I silenced my grumbling Imageand decided to just enjoy.

Later that morning, our church services unfolded as smoothly and sweetly as ice cream melting on peach cobbler.

The day belonged to God. He had this, and all the other challenges coming into my life. How often does he have to remind me?

 Be still and know that I am God. (Psalm 46:10)

 

Exceeding Abundantly

As September cooled to the refreshing temperatures of fall, I did a little inward jig. Yippee. A kinder, gentler season beckoned me.

A travel brochure I’d received fed my longings. The tour featured Ireland and Scotland, lands of rolling green hills, cool blue lakes, and legends to be pondered deep into the night.

I sighed, set aside the brochure, and locked the images away in my dream box.

A few days later, I learned of a writer’s conference that centered on the craft of writing fiction for kids. Another dream formed in my heart. The Writing for the Ages conference at Glen Eyrie would take place in just two weeks and in a land far, far way—Colorado.

Hoping to find some way to attend, I searched the travel websites so many times I learned the airport code for Colorado Springs by heart: COS. I soon realized I hadn’t made plans soon enough. I didn’t have the funds for the conference and the flight.

This wish, too, I placed in my dream box and closed the latch.

One day, as I readied my grandson for a trip to Nashville, a line of writing caught my eye. Just above his blond head, embroidery spelled out the brand name of his car seat: COSCO. I smiled.

COSCO is the full code name for the Colorado Springs airport in Colorado. Was God opening up the dream I had shut away? I shrugged off the coincidence, but soon, funds for the conference were provided in a way I hadn’t thought possible. My dream opened into reality.
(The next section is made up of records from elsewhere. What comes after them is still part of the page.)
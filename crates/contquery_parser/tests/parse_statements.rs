use contquery_error::ErrorKind;
use contquery_parser::ast::{DistinctModifier, Expr, GroupByExpr, SelectExpr};
use contquery_parser::parse;
use contquery_parser::statement::Statement;

#[test]
fn parse_continuous_view_round_trip() {
    let sql = "CREATE CONTINUOUS VIEW v AS SELECT k, sum(x) + count(*) AS total FROM s \
               WHERE arrival_timestamp > clock_timestamp() - interval '1 hour' GROUP BY k";
    let stmts = parse(sql).unwrap();
    assert_eq!(1, stmts.len());

    let create = match &stmts[0] {
        Statement::CreateContinuousView(create) => create,
        other => panic!("unexpected statement: {other:?}"),
    };
    assert_eq!(2, create.query.projections.len());
    assert!(matches!(
        &create.query.projections[1],
        SelectExpr::AliasedExpr(Expr::BinaryExpr { .. }, _)
    ));

    // Deparsed output parses back to the same tree.
    let reparsed = parse(&stmts[0].to_string()).unwrap();
    assert_eq!(stmts, reparsed);
}

#[test]
fn parse_query_with_all_clauses() {
    let sql = "select distinct on (k) k, max(v) from s where v > 0 \
               group by cube (k, j) having max(v) > 1 order by k nulls first limit 3 offset 1";
    let stmts = parse(sql).unwrap();
    let query = match &stmts[0] {
        Statement::Query(query) => query,
        other => panic!("unexpected statement: {other:?}"),
    };

    assert!(matches!(query.distinct, Some(DistinctModifier::On(_))));
    assert!(matches!(query.group_by[0], GroupByExpr::Cube(_)));
    assert!(query.having.is_some());
    assert_eq!(Some(true), query.order_by[0].nulls_first);
    assert!(!query.limit.is_empty());
}

#[test]
fn syntax_errors_carry_kind() {
    // (input)
    let tests = [
        "select from",
        "select count(* from s",
        "create continuous view v select 1",
        "select 'unterminated",
        "select a from s group by grouping sets (a",
    ];

    for input in tests {
        let err = parse(input).unwrap_err();
        assert_eq!(ErrorKind::Syntax, err.kind(), "input: {input}");
    }
}
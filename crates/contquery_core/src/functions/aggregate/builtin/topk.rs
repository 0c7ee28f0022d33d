use contquery_error::{DbError, Result};

use super::{
    BuiltinAggregate, combine_sketch, merge_sketch_arg, sketch_from_value, sketch_to_value,
};
use crate::arrays::datatype::DataType;
use crate::arrays::scalar::ScalarValue;
use crate::catalog::{AggregateDefinition, CombinerDefinition, FunctionDef, ReturnType, StateType};
use crate::functions::aggregate::{AggregateBehavior, TransitionValue};
use crate::functions::documentation::{Category, Documentation, Example};
use crate::statistics::topk::TopK;

static TOPK_AGG_DOC: Documentation = Documentation {
    category: Category::APPROXIMATE_AGGREGATE,
    description: "Track the k most frequent non-NULL inputs. Read it with topk_values and topk_freqs.",
    arguments: &["input", "k"],
    example: Some(Example {
        example: "topk_values(topk_agg(url, 3))",
        output: "[/, /login, /about]",
    }),
};

static TOPK_MERGE_AGG_DOC: Documentation = Documentation {
    category: Category::APPROXIMATE_AGGREGATE,
    description: "Merge top-k sketches built by topk_agg with the same k.",
    arguments: &["sketch"],
    example: None,
};

fn topk_combiner() -> CombinerDefinition {
    CombinerDefinition::new(FunctionDef::strict("topk_merge"), StateType::Internal)
        .with_serialization(FunctionDef::strict("topk_send"), FunctionDef::strict("topk_recv"))
}

pub fn definitions() -> Vec<BuiltinAggregate> {
    vec![
        (
            AggregateDefinition::new(
                "topk_agg",
                vec![DataType::Any, DataType::Int64],
                FunctionDef::non_strict("topk_agg_trans"),
                StateType::Internal,
                &TopKAgg,
            )
            .with_finalize(FunctionDef::strict("topk_out"), ReturnType::Fixed(DataType::Binary))
            .with_doc(&TOPK_AGG_DOC),
            Some(topk_combiner()),
        ),
        (
            AggregateDefinition::new(
                "topk_merge_agg",
                vec![DataType::Binary],
                FunctionDef::non_strict("topk_merge_agg_trans"),
                StateType::Internal,
                &TopKMergeAgg,
            )
            .with_finalize(FunctionDef::strict("topk_out"), ReturnType::Fixed(DataType::Binary))
            .with_doc(&TOPK_MERGE_AGG_DOC),
            Some(topk_combiner()),
        ),
    ]
}

fn merge_topk(topk: &mut TopK, other: &TopK) -> Result<()> {
    topk.merge(other)
}

/// The sketch is created from the first row's `k`, later rows must agree.
#[derive(Debug, Clone, Copy)]
pub struct TopKAgg;

impl AggregateBehavior for TopKAgg {
    fn transition(&self, state: &mut TransitionValue, args: &[ScalarValue]) -> Result<()> {
        let (value, k) = match args {
            [value, k] => (value, k),
            _ => return Err(DbError::new("Expected value and k arguments")),
        };
        if value.is_null() || k.is_null() {
            return Ok(());
        }
        let k = k.try_as_usize()?;
        if state.is_null() {
            *state = TransitionValue::internal(TopK::new(k)?);
        }
        let topk = state.downcast_mut::<TopK>()?;
        if topk.k() != k {
            return Err(DbError::new("k must be constant within a group")
                .with_field("expected", topk.k())
                .with_field("got", k));
        }
        topk.increment(value, 1);
        Ok(())
    }

    fn combine(&self, state: &mut TransitionValue, other: TransitionValue) -> Result<()> {
        combine_sketch(state, other, merge_topk)
    }

    fn finalize(&self, state: &TransitionValue, _direct_args: &[ScalarValue]) -> Result<ScalarValue> {
        sketch_to_value::<TopK>(state)
    }

    fn serialize(&self, state: &TransitionValue) -> Result<ScalarValue> {
        sketch_to_value::<TopK>(state)
    }

    fn deserialize(&self, value: &ScalarValue) -> Result<TransitionValue> {
        sketch_from_value::<TopK>(value)
    }
}

#[derive(Debug, Clone, Copy)]
pub struct TopKMergeAgg;

impl AggregateBehavior for TopKMergeAgg {
    fn transition(&self, state: &mut TransitionValue, args: &[ScalarValue]) -> Result<()> {
        merge_sketch_arg(state, args, merge_topk)
    }

    fn combine(&self, state: &mut TransitionValue, other: TransitionValue) -> Result<()> {
        combine_sketch(state, other, merge_topk)
    }

    fn finalize(&self, state: &TransitionValue, _direct_args: &[ScalarValue]) -> Result<ScalarValue> {
        sketch_to_value::<TopK>(state)
    }

    fn serialize(&self, state: &TransitionValue) -> Result<ScalarValue> {
        sketch_to_value::<TopK>(state)
    }

    fn deserialize(&self, value: &ScalarValue) -> Result<TransitionValue> {
        sketch_from_value::<TopK>(value)
    }
}

#[cfg(test)]
mod tests {
    use super::*;

    fn feed(values: &[&str], k: i64) -> TransitionValue {
        let mut state = TransitionValue::null();
        for v in values {
            TopKAgg
                .transition(&mut state, &[ScalarValue::from(*v), ScalarValue::Int64(k)])
                .unwrap();
        }
        state
    }

    fn top(state: &TransitionValue) -> Vec<(ScalarValue, u64)> {
        state.downcast_ref::<TopK>().unwrap().top()
    }

    #[test]
    fn partials_combine_to_single_pass_top() {
        let rows = ["a", "b", "a", "c", "b", "a", "d"];
        let single = feed(&rows, 2);

        let mut left = feed(&rows[..3], 2);
        let right = feed(&rows[3..], 2);
        let right = TopKAgg.deserialize(&TopKAgg.serialize(&right).unwrap()).unwrap();
        TopKAgg.combine(&mut left, right).unwrap();

        let expected = vec![(ScalarValue::from("a"), 3), (ScalarValue::from("b"), 2)];
        assert_eq!(expected, top(&single));
        assert_eq!(expected, top(&left));
    }

    #[test]
    fn k_must_not_change() {
        let mut state = feed(&["a"], 2);
        let err = TopKAgg.transition(&mut state, &[ScalarValue::from("b"), ScalarValue::Int64(3)]);
        assert!(err.is_err());

        let mut state = TransitionValue::null();
        let err = TopKAgg.transition(&mut state, &[ScalarValue::from("b"), ScalarValue::Int64(0)]);
        assert!(err.is_err());
    }

    #[test]
    fn merge_agg_over_sketches() {
        let sketches = [
            TopKAgg.finalize(&feed(&["x", "y", "y"], 1), &[]).unwrap(),
            ScalarValue::Null,
            TopKAgg.finalize(&feed(&["x", "x"], 1), &[]).unwrap(),
        ];
        let mut state = TransitionValue::null();
        for sketch in sketches {
            TopKMergeAgg.transition(&mut state, &[sketch]).unwrap();
        }
        assert_eq!(vec![(ScalarValue::from("x"), 3)], top(&state));
    }
}
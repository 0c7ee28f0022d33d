use contquery_error::{OptionExt, Result, ResultExt};

use super::arena::{StateHandle, TransitionArena};
use super::sort_buffer::SortBuffer;
use crate::arrays::field::Row;
use crate::arrays::scalar::ScalarValue;
use crate::execution::ExecutionContext;
use crate::expr::aggregate::PhysicalAggregate;
use crate::functions::aggregate::TransitionValue;

/// Transition bookkeeping for one aggregate in one group.
#[derive(Debug, Clone, Copy)]
pub struct PerGroupTransitionState {
    pub handle: StateHandle,
    /// A strict aggregate without an initial value hasn't seen a non-null
    /// input yet. The first such input becomes the state.
    pub no_value_yet: bool,
}

#[derive(Debug)]
struct AggregateGroupState {
    transition: PerGroupTransitionState,
    /// Direct arguments, taken from the first row of the group.
    direct: Option<Vec<ScalarValue>>,
    buffer: Option<SortBuffer>,
}

/// States of every aggregate for a single group.
#[derive(Debug)]
pub struct GroupAggregates {
    states: Vec<AggregateGroupState>,
}

impl GroupAggregates {
    pub fn new(aggs: &[PhysicalAggregate], arena: &mut TransitionArena) -> Self {
        let states = aggs
            .iter()
            .map(|agg| {
                let (value, no_value_yet) = agg.descriptor.new_transition_value();
                AggregateGroupState {
                    transition: PerGroupTransitionState {
                        handle: arena.alloc(value),
                        no_value_yet,
                    },
                    direct: None,
                    buffer: agg.needs_sort_buffer().then(SortBuffer::new),
                }
            })
            .collect();
        GroupAggregates { states }
    }

    /// Feed one input row to every aggregate.
    pub fn update(
        &mut self,
        aggs: &[PhysicalAggregate],
        arena: &mut TransitionArena,
        row: &Row,
        ctx: &ExecutionContext,
    ) -> Result<()> {
        for (agg, state) in aggs.iter().zip(self.states.iter_mut()) {
            if state.direct.is_none() && !agg.direct_args.is_empty() {
                state.direct = Some(
                    agg.direct_args
                        .iter()
                        .map(|arg| arg.eval(row, ctx))
                        .collect::<Result<Vec<_>>>()?,
                );
            }

            if let Some(filter) = &agg.filter {
                if !filter.eval_predicate(row, ctx)? {
                    continue;
                }
            }

            let args = agg
                .args
                .iter()
                .map(|arg| arg.eval(row, ctx))
                .collect::<Result<Vec<_>>>()?;

            match state.buffer.as_mut() {
                Some(buffer) => {
                    let keys = agg
                        .order_by
                        .iter()
                        .map(|key| key.expr.eval(row, ctx))
                        .collect::<Result<Vec<_>>>()?;
                    buffer.push(keys, args);
                }
                None => advance(agg, &mut state.transition, arena, args)?,
            }
        }
        Ok(())
    }

    /// Flush buffered inputs and produce the output value of every
    /// aggregate, releasing the group's states.
    pub fn finish(self, aggs: &[PhysicalAggregate], arena: &mut TransitionArena) -> Result<Vec<ScalarValue>> {
        let mut out = Vec::with_capacity(aggs.len());
        for (agg, mut state) in aggs.iter().zip(self.states) {
            if let Some(buffer) = state.buffer.take() {
                for args in buffer.into_sorted_args(&agg.order_by, agg.distinct) {
                    advance(agg, &mut state.transition, arena, args)?;
                }
            }
            let value = arena.take(state.transition.handle)?;
            let direct = state
                .direct
                .unwrap_or_else(|| vec![ScalarValue::Null; agg.direct_args.len()]);
            out.push(finalize_value(agg, value, &direct)?);
        }
        Ok(out)
    }
}

/// Apply one row of arguments to a transition state.
pub fn advance(
    agg: &PhysicalAggregate,
    state: &mut PerGroupTransitionState,
    arena: &mut TransitionArena,
    args: Vec<ScalarValue>,
) -> Result<()> {
    let desc = &agg.descriptor;
    let value = arena.get_mut(state.handle)?;

    if agg.split.combine_input {
        let input = args.into_iter().next().required("partial state input")?;
        if input.is_null() {
            return Ok(());
        }
        let other = if agg.split.deserialize_input {
            desc.behavior
                .deserialize(&input)
                .context_fn(|| format!("Failed to deserialize state for {}", desc.name))?
        } else {
            TransitionValue::Datum(input)
        };
        if state.no_value_yet || value.is_null() {
            *value = other;
            state.no_value_yet = false;
            return Ok(());
        }
        return desc.behavior.combine(value, other);
    }

    if desc.strict {
        if args.iter().any(|arg| arg.is_null()) {
            return Ok(());
        }
        if state.no_value_yet && !desc.needs_serialization() {
            let first = args.into_iter().next().required("first aggregate argument")?;
            *value = TransitionValue::Datum(first.cast_to(&desc.state_storage_type())?);
            state.no_value_yet = false;
            return Ok(());
        }
        // A strict transition that produced null stays null.
        if value.is_null() && !state.no_value_yet {
            return Ok(());
        }
    }

    desc.behavior.transition(value, &args)?;
    state.no_value_yet = false;
    Ok(())
}

/// Produce the value emitted for a finished state.
pub fn finalize_value(
    agg: &PhysicalAggregate,
    value: TransitionValue,
    direct: &[ScalarValue],
) -> Result<ScalarValue> {
    let desc = &agg.descriptor;

    if agg.split.skip_finalize {
        if agg.split.serialize_output {
            return desc.behavior.serialize(&value);
        }
        return Ok(value.as_datum()?.clone());
    }

    if desc.finalize_fn.is_none() {
        return Ok(value.as_datum()?.clone());
    }
    if desc.finalize_strict && (value.is_null() || direct.iter().any(|v| v.is_null())) {
        return Ok(ScalarValue::Null);
    }
    desc.behavior.finalize(&value, direct)
}

#[cfg(test)]
mod tests {
    use std::sync::Arc;

    use super::*;
    use crate::arrays::datatype::DataType;
    use crate::catalog::AggregateCatalog;
    use crate::catalog::resolver::CombineInfoResolver;
    use crate::expr::PhysicalExpr;
    use crate::expr::aggregate::AggregateSplit;

    fn aggregate(name: &str, datatype: DataType) -> PhysicalAggregate {
        let resolver = CombineInfoResolver::new(Arc::new(AggregateCatalog::with_builtins().unwrap()));
        let descriptor = resolver.resolve_by_name(name, &[datatype.clone()]).unwrap();
        PhysicalAggregate {
            descriptor,
            name: name.to_string(),
            args: vec![PhysicalExpr::column(0, "x", datatype.clone())],
            direct_args: Vec::new(),
            distinct: false,
            order_by: Vec::new(),
            filter: None,
            split: AggregateSplit::SINGLE,
            worker_args: Vec::new(),
            input_types: vec![datatype],
        }
    }

    fn run(agg: &PhysicalAggregate, inputs: &[ScalarValue]) -> ScalarValue {
        let aggs = std::slice::from_ref(agg);
        let mut arena = TransitionArena::new();
        let mut group = GroupAggregates::new(aggs, &mut arena);
        let ctx = ExecutionContext::new(0);
        for input in inputs {
            group.update(aggs, &mut arena, &vec![input.clone()], &ctx).unwrap();
        }
        let out = group.finish(aggs, &mut arena).unwrap();
        assert_eq!(0, arena.live());
        out[0].clone()
    }

    #[test]
    fn strict_transition_skips_nulls() {
        let agg = aggregate("sum", DataType::Int64);
        let with_nulls = [
            ScalarValue::Null,
            ScalarValue::Null,
            ScalarValue::Int64(5),
            ScalarValue::Null,
            ScalarValue::Int64(7),
        ];
        let without = [ScalarValue::Int64(5), ScalarValue::Int64(7)];
        assert_eq!(run(&agg, &without), run(&agg, &with_nulls));
        assert_eq!(ScalarValue::Int64(12), run(&agg, &with_nulls));
    }

    #[test]
    fn strict_all_null_is_null() {
        let agg = aggregate("max", DataType::Int64);
        assert_eq!(ScalarValue::Null, run(&agg, &[ScalarValue::Null, ScalarValue::Null]));
        assert_eq!(ScalarValue::Null, run(&agg, &[]));
    }

    #[test]
    fn combine_mode_skips_null_states() {
        let mut agg = aggregate("sum", DataType::Int64);
        agg.split = AggregateSplit::combining(&agg.descriptor, false);
        let states = [ScalarValue::Int64(3), ScalarValue::Null, ScalarValue::Int64(4)];
        assert_eq!(ScalarValue::Int64(7), run(&agg, &states));
    }
}
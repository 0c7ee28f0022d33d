//! Space-saving sketch tracking the most frequent values.
//!
//! At most `k * CAPACITY_FACTOR` counters are kept. When a new value arrives
//! and every counter is taken, the smallest counter is reassigned to it and
//! the evicted count is carried as the new value's error bound.

use contquery_error::{DbError, ErrorKind, Result, ResultExt};
use serde::{Deserialize, Serialize};

use crate::arrays::scalar::ScalarValue;

/// Counters kept per requested value.
const CAPACITY_FACTOR: usize = 6;
/// Largest supported `k`.
pub const MAX_K: usize = 1 << 16;

#[derive(Debug, Clone, PartialEq, Serialize, Deserialize)]
struct Counter {
    value: ScalarValue,
    count: u64,
    /// Upper bound on how much `count` overestimates.
    error: u64,
}

#[derive(Debug, Clone, PartialEq, Serialize, Deserialize)]
pub struct TopK {
    k: usize,
    counters: Vec<Counter>,
}

impl TopK {
    pub fn new(k: usize) -> Result<Self> {
        if k == 0 || k > MAX_K {
            return Err(DbError::new(format!("k must be between 1 and {MAX_K}"))
                .with_kind(ErrorKind::Execution)
                .with_field("k", k));
        }
        Ok(TopK {
            k,
            counters: Vec::new(),
        })
    }

    pub fn k(&self) -> usize {
        self.k
    }

    fn capacity(&self) -> usize {
        self.k * CAPACITY_FACTOR
    }

    fn is_full(&self) -> bool {
        self.counters.len() >= self.capacity()
    }

    /// Smallest tracked count, zero while counters are still free.
    fn floor(&self) -> u64 {
        if !self.is_full() {
            return 0;
        }
        self.counters.iter().map(|c| c.count).min().unwrap_or(0)
    }

    pub fn increment(&mut self, value: &ScalarValue, weight: u64) {
        if let Some(counter) = self.counters.iter_mut().find(|c| &c.value == value) {
            counter.count = counter.count.saturating_add(weight);
            return;
        }
        if !self.is_full() {
            self.counters.push(Counter {
                value: value.clone(),
                count: weight,
                error: 0,
            });
            return;
        }
        if let Some(min) = self.counters.iter_mut().min_by_key(|c| c.count) {
            min.value = value.clone();
            min.error = min.count;
            min.count = min.count.saturating_add(weight);
        }
    }

    /// Merge another sketch. Values missing from one side are assumed to
    /// have that side's smallest count.
    pub fn merge(&mut self, other: &TopK) -> Result<()> {
        if self.k != other.k {
            return Err(DbError::new("Top-k sketches must have the same k to be merged")
                .with_kind(ErrorKind::Execution)
                .with_field("left", self.k)
                .with_field("right", other.k));
        }
        let (floor, other_floor) = (self.floor(), other.floor());

        let mut merged: Vec<Counter> = Vec::with_capacity(self.counters.len() + other.counters.len());
        for counter in &self.counters {
            let (count, error) = match other.counters.iter().find(|c| c.value == counter.value) {
                Some(o) => (o.count, o.error),
                None => (other_floor, other_floor),
            };
            merged.push(Counter {
                value: counter.value.clone(),
                count: counter.count.saturating_add(count),
                error: counter.error.saturating_add(error),
            });
        }
        for counter in &other.counters {
            if self.counters.iter().any(|c| c.value == counter.value) {
                continue;
            }
            merged.push(Counter {
                value: counter.value.clone(),
                count: counter.count.saturating_add(floor),
                error: counter.error.saturating_add(floor),
            });
        }

        sort_counters(&mut merged);
        merged.truncate(self.capacity());
        self.counters = merged;
        Ok(())
    }

    /// Up to `k` most frequent values with their estimated counts, most
    /// frequent first.
    pub fn top(&self) -> Vec<(ScalarValue, u64)> {
        let mut counters = self.counters.clone();
        sort_counters(&mut counters);
        counters
            .into_iter()
            .take(self.k)
            .map(|c| (c.value, c.count))
            .collect()
    }

    pub fn to_bytes(&self) -> Result<Vec<u8>> {
        serde_json::to_vec(self).context("Failed to serialize top-k sketch")
    }

    pub fn from_bytes(bytes: &[u8]) -> Result<Self> {
        let topk: TopK = serde_json::from_slice(bytes).context("Failed to deserialize top-k sketch")?;
        if topk.k == 0 || topk.k > MAX_K || topk.counters.len() > topk.capacity() {
            return Err(DbError::new("Invalid top-k sketch").with_field("k", topk.k));
        }
        Ok(topk)
    }
}

/// Highest count first, ties by value so results are deterministic.
fn sort_counters(counters: &mut [Counter]) {
    counters.sort_by(|a, b| b.count.cmp(&a.count).then_with(|| a.value.cmp(&b.value)));
}

#[cfg(test)]
mod tests {
    use super::*;

    fn s(v: &str) -> ScalarValue {
        ScalarValue::from(v)
    }

    #[test]
    fn exact_below_capacity() {
        let mut topk = TopK::new(2).unwrap();
        for v in ["a", "b", "a", "c", "a", "b"] {
            topk.increment(&s(v), 1);
        }
        assert_eq!(vec![(s("a"), 3), (s("b"), 2)], topk.top());
    }

    #[test]
    fn heavy_hitter_survives_eviction() {
        let mut topk = TopK::new(1).unwrap();
        for i in 0..100 {
            topk.increment(&ScalarValue::Int64(i), 1);
            topk.increment(&ScalarValue::Int64(-1), 1);
        }
        let top = topk.top();
        assert_eq!(ScalarValue::Int64(-1), top[0].0);
        assert!(top[0].1 >= 100);
    }

    #[test]
    fn merge_sums_shared_values() {
        let mut a = TopK::new(2).unwrap();
        let mut b = TopK::new(2).unwrap();
        a.increment(&s("x"), 5);
        a.increment(&s("y"), 1);
        b.increment(&s("y"), 7);
        b.increment(&s("z"), 2);
        a.merge(&b).unwrap();
        assert_eq!(vec![(s("y"), 8), (s("x"), 5)], a.top());

        let restored = TopK::from_bytes(&a.to_bytes().unwrap()).unwrap();
        assert_eq!(a, restored);
        assert!(a.merge(&TopK::new(3).unwrap()).is_err());
    }

    #[test]
    fn invalid_k() {
        // (k, ok)
        let cases = [(0, false), (1, true), (MAX_K, true), (MAX_K + 1, false)];
        for (k, ok) in cases {
            assert_eq!(ok, TopK::new(k).is_ok(), "k: {k}");
        }
    }
}
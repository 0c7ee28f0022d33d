use contquery_error::{DbError, ErrorKind, Result};

use super::{BuiltinAggregate, first_arg};
use crate::arrays::datatype::DataType;
use crate::arrays::scalar::ScalarValue;
use crate::catalog::{AggregateDefinition, CombinerDefinition, FunctionDef, StateType};
use crate::functions::aggregate::{AggregateBehavior, TransitionValue};
use crate::functions::documentation::{Category, Documentation};

static SUM_DOC: Documentation = Documentation {
    category: Category::GENERAL_PURPOSE_AGGREGATE,
    description: "Compute the sum of all non-NULL inputs.",
    arguments: &["inputs"],
    example: None,
};

pub fn definitions() -> Vec<BuiltinAggregate> {
    let mut defs = Vec::new();
    let overloads: [(DataType, &'static str, &'static dyn AggregateBehavior); 2] = [
        (DataType::Int64, "int8pl", &SumInt64),
        (DataType::Float64, "float8pl", &SumFloat64),
    ];

    for (datatype, func, behavior) in overloads {
        // Strict with no initial value, the first input becomes the state
        // and the transition function doubles as the combine function.
        defs.push((
            AggregateDefinition::new(
                "sum",
                vec![datatype.clone()],
                FunctionDef::strict(func),
                StateType::Value(datatype.clone()),
                behavior,
            )
            .with_doc(&SUM_DOC),
            Some(CombinerDefinition::new(
                FunctionDef::strict(func),
                StateType::Value(datatype),
            )),
        ));
    }

    defs
}

#[derive(Debug, Clone, Copy)]
pub struct SumInt64;

impl AggregateBehavior for SumInt64 {
    fn transition(&self, state: &mut TransitionValue, args: &[ScalarValue]) -> Result<()> {
        let input = first_arg(args)?.try_as_i64()?;
        let current = state.as_datum()?.try_as_i64()?;
        let sum = current.checked_add(input).ok_or_else(|| {
            DbError::new("bigint out of range in sum").with_kind(ErrorKind::Execution)
        })?;
        *state = TransitionValue::Datum(ScalarValue::Int64(sum));
        Ok(())
    }

    fn combine(&self, state: &mut TransitionValue, other: TransitionValue) -> Result<()> {
        let other = other.as_datum()?.clone();
        self.transition(state, &[other])
    }
}

#[derive(Debug, Clone, Copy)]
pub struct SumFloat64;

impl AggregateBehavior for SumFloat64 {
    fn transition(&self, state: &mut TransitionValue, args: &[ScalarValue]) -> Result<()> {
        let input = first_arg(args)?.try_as_f64()?;
        let current = state.as_datum()?.try_as_f64()?;
        *state = TransitionValue::Datum(ScalarValue::Float64(current + input));
        Ok(())
    }

    fn combine(&self, state: &mut TransitionValue, other: TransitionValue) -> Result<()> {
        let other = other.as_datum()?.clone();
        self.transition(state, &[other])
    }
}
I arrived at the Glen Eyrie Conference Center in Colorado Springs and stepped into another world. The Rocky Mountains towered behind spiraling sandstone sculptures that made me gulp. An emerald valley opened to sapphire-blue skies. Flowers waved over the rolling hills. Rabbits and wild turkeys strolled the grounds. A turn-of –the-century castle nestled close to the lush hillside.

Impressive and grand, yet warm and welcoming, the Scottish-inspired castle blended into the natural surroundings and served as a welcoming sentinel for visitors. I spent three days mingling with other writers and instructors within the castle’s main gathering hall. Our meals were served in the dining room and our classes took place in the rustic, restored carriage house.

Not only had I opened the dream box, I danced inside of it.

Three days and many friendships later, I began the trip home. A friend sent me a text: Did you make it in safely?

As rain pummeled the windows of the airport gate and gray skies darkened the waiting area, I answered: Not yet.

I didn’t relax until our plane zoomed above the dissipating storm. Through the small window next to me, a magical sight caught my eye. God’s original emblem of love stretched below me. A rainbow curved through the skies. There wasn’t a pot of gold, but I’d already received a beautiful gift.

No matter what our dreams, God’s plans are exceeding abundantly above whatever we ask or think.